The Supreme Court on Friday said a person has the "right to die with dignity" and can make an advance "living will" authorising the withdrawal of life support system if in medical view he or she has reached an irreversible stage of terminal illness.
In the historic decision, the top court said right to lead a healthy life also includes "leaving the world in a peaceful and dignified manner" and an adult "has right to refuse medical treatment including withdrawal from life saving devices".
While allowing adults "who are of a sound and healthy state of mind" to make the advance directive or living will, a five-judge Constitution Bench, headed by Chief Justice Dipak Misra, however, attached strict conditions and framed guidelines to be followed for executing these.
A living will is a written document by way of which a patient can give instructions that his or her life should not be prolonged with an artificial support system when he or she has reached a irreversible stage of terminal illness.
The bench, also including judges A.K. Sikri, A.M. Khanwilkar, D.Y. Chandrachud and Ashok Bhushan, laid down guidelines on who would execute the will and how the nod for passive euthanasia would be granted by the medical board.
"To deprive an individual of dignity towards the end of life is to deprive the individual of a meaningful existence," said Justice Chandrachud.
He said the reason which has impelled the court to recognise passive euthanasia and advance directives is that both bear a close association to the human urge to "live with dignity".
"The right to a dignified existence, the liberty to make decisions and choices and the autonomy of the individual are central to the quest to live a meaningful life. Liberty, dignity and autonomy are essential to the pursuit of happiness and to find meaning in human existence."
The court said the life support can be removed only after the statutory medical board declares the patient to be incurable.
The bench said its guidelines and directives should remain in force till Parliament makes legislation on this issue.
The bench clearly specified that for executing the living will, the person has to be in a position to communicate, relate and comprehend the purpose and consequences of executing the document.
It "must be voluntarily executed" and "without any coercion or inducement or compulsion and after having full knowledge or information".
The living will shall be "clearly stating as to when medical treatment may be withdrawn" or no specific medical treatment shall be given which will only have the effect of delaying the process of death that may otherwise cause him or her pain, anguish and suffering and further put him or her in a state of indignity, said the bench.

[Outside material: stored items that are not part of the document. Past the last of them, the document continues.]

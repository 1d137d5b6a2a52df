mod common;

use axum::http::StatusCode;
use common::{mock_verify_api, setup, unreachable_api};
use serde_json::json;

#[tokio::test]
async fn post_shows_nation_and_renders_markup() {
    let server = setup(mock_verify_api("1").await);
    let (status, _) = server
        .post_json(
            "/api/register",
            json!({"username": "alice", "nation": "Testlandia", "nation_checksum": "abc123"}),
        )
        .await;
    assert_eq!(status, StatusCode::CREATED);

    let (status, post) = server
        .post_json(
            "/api/posts",
            json!({
                "username": "alice",
                "content": "[quote=Bob;42]Hello[/quote]\n\nSee [region]the_north_pacific[/region]",
            }),
        )
        .await;
    assert_eq!(status, StatusCode::CREATED);
    let id = post["id"].as_i64().unwrap();

    let (status, view) = server.get_json(&format!("/api/posts/{id}")).await;
    assert_eq!(status, StatusCode::OK);
    assert_eq!(view["author"], "alice");
    assert_eq!(
        view["authorInfo"],
        "<a href=\"https://nationstates.net/Testlandia\">Testlandia</a>"
    );

    let html = view["html"].as_str().unwrap();
    assert!(html.starts_with("<blockquote class=\"rmb-quote\">"), "{html}");
    assert!(html.contains("Bob <a href=\"/post/42\">#42</a> wrote:"));
    assert!(html.contains("<div class=\"rmb-quote-text\">Hello</div>"));
    assert!(html.ends_with(
        "<p>See <a href=\"https://www.nationstates.net/region=the_north_pacific\">The North Pacific</a></p>\n"
    ));
}

#[tokio::test]
async fn author_without_nation_has_no_info() {
    let server = setup(unreachable_api());
    server
        .post_json(
            "/api/register",
            json!({"username": "bob", "nation": "Testlandia", "nation_checksum": "abc123"}),
        )
        .await;

    let (_, post) = server
        .post_json("/api/posts", json!({"username": "bob", "content": "hi"}))
        .await;
    let (status, view) = server
        .get_json(&format!("/api/posts/{}", post["id"]))
        .await;

    assert_eq!(status, StatusCode::OK);
    assert_eq!(view["authorInfo"], "");
    assert_eq!(view["html"], "<p>hi</p>\n");
}

#[tokio::test]
async fn preview_escapes_and_formats() {
    let server = setup(unreachable_api());

    let (status, body) = server
        .post_json(
            "/api/posts/preview",
            json!({"content": "[b]bold[/b] <script>\n[nation]testlandia[/nation]"}),
        )
        .await;

    assert_eq!(status, StatusCode::OK);
    assert_eq!(
        body["html"],
        "<p><strong>bold</strong> &lt;script&gt;<br />\
         <a href=\"https://www.nationstates.net/nation=testlandia\">Testlandia</a></p>\n"
    );
}

#[tokio::test]
async fn preview_renders_markdown() {
    let server = setup(unreachable_api());

    let (status, body) = server
        .post_json(
            "/api/posts/preview",
            json!({"content": "Vote *aye* on [region]the_north_pacific[/region]\n\n1. first"}),
        )
        .await;

    assert_eq!(status, StatusCode::OK);
    assert_eq!(
        body["html"],
        "<p>Vote <em>aye</em> on \
         <a href=\"https://www.nationstates.net/region=the_north_pacific\">The North Pacific</a></p>\n\
         <ol>\n<li>first</li>\n</ol>\n"
    );
}

#[tokio::test]
async fn preview_of_unclosed_tags_completes() {
    let server = setup(unreachable_api());
    let content = "[b]".repeat(10_000);

    let (status, body) = server
        .post_json("/api/posts/preview", json!({ "content": content }))
        .await;

    assert_eq!(status, StatusCode::OK);
    assert_eq!(body["html"], format!("<p>{content}</p>\n"));
}

#[tokio::test]
async fn unknown_post_and_user_are_not_found() {
    let server = setup(unreachable_api());

    let (status, _) = server.get_json("/api/posts/999").await;
    assert_eq!(status, StatusCode::NOT_FOUND);

    let (status, _) = server
        .post_json("/api/posts", json!({"username": "ghost", "content": "hi"}))
        .await;
    assert_eq!(status, StatusCode::NOT_FOUND);
}

#[tokio::test]
async fn empty_post_is_a_bad_request() {
    let server = setup(unreachable_api());

    let (status, body) = server
        .post_json("/api/posts", json!({"username": "bob", "content": "   "}))
        .await;

    assert_eq!(status, StatusCode::BAD_REQUEST);
    assert_eq!(body["error"], "post content is empty");
}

The bench said it should also mention that the "executor may revoke the instructions or authority at any time".
The living will should be signed by the executor in the presence of two attesting witnesses, preferably independent, and countersigned by the jurisdictional Judicial Magistrate of First Class (JMFC) so designated by the concerned District Judge.
The witnesses and the jurisdictional JMFC shall record their satisfaction that the document has been executed voluntarily and without any coercion or inducement or compulsion and with full understanding of all the relevant information and consequences.
On when and by whom can the living will be given effect to, the bench, in its 538-page judgement, said in such a case the treating physician, when made aware about the advance directive, shall ascertain the genuineness and authenticity thereof from the jurisdictional JMFC before acting upon it.
"The physician or hospital shall then constitute a medical board consisting of the head of the treating department and at least three experts... who shall visit the patient in the presence of his or her guardian or close relative" and then take a call, the verdict read.
"This decision shall be regarded as a preliminary opinion,"
The bench said if permission to withdraw treatment is refused by the medical board, it would be open to the executor or his family members or even the treating doctor or the hospital staff to approach the high court.
The apex court also laid down similar guidelines for the cases where there is no advance directive.
Chief Justice Misra said a competent person who has come of age "has the right to refuse specific treatment or all treatment or opt for an alternative treatment, even if such decision entails a risk of death".
Quoting the philosophy of Swamy Vivekananda on life and death, Justice Misra said Vivekananda expects one to understand that life is the lamp that is constantly burning out and suggests that if one wants to have life, one has to die every moment for it.
The judges pronounced four separate but concurring judgements.
Justice Chandrachud, in a separate judgement, said: "Life and death are inseparable. Every moment of our lives, our bodies are involved in a process of continuous change... Life is not disconnected from death. To be is to die. From a philosophical perspective, there is no antithesis between life and death. Both constitute essential elements in the inexorable cycle of existence."
The court's verdict came on a plea filed in 2005 by an NGO Common Cause seeking the right to make a living will authorising the withdrawal of life support system in the event of the will-makers reaching an irreversible vegetative state.
Advocate Prashant Bhushan, appearing for the NGO, had said since a patient under coma cannot express his or her wish, law should allow him or her to put it down in writing in advance that he or she should not be tortured.
In the absence of a law authorising doctors to do so, they keep incurable patients on life support, he said.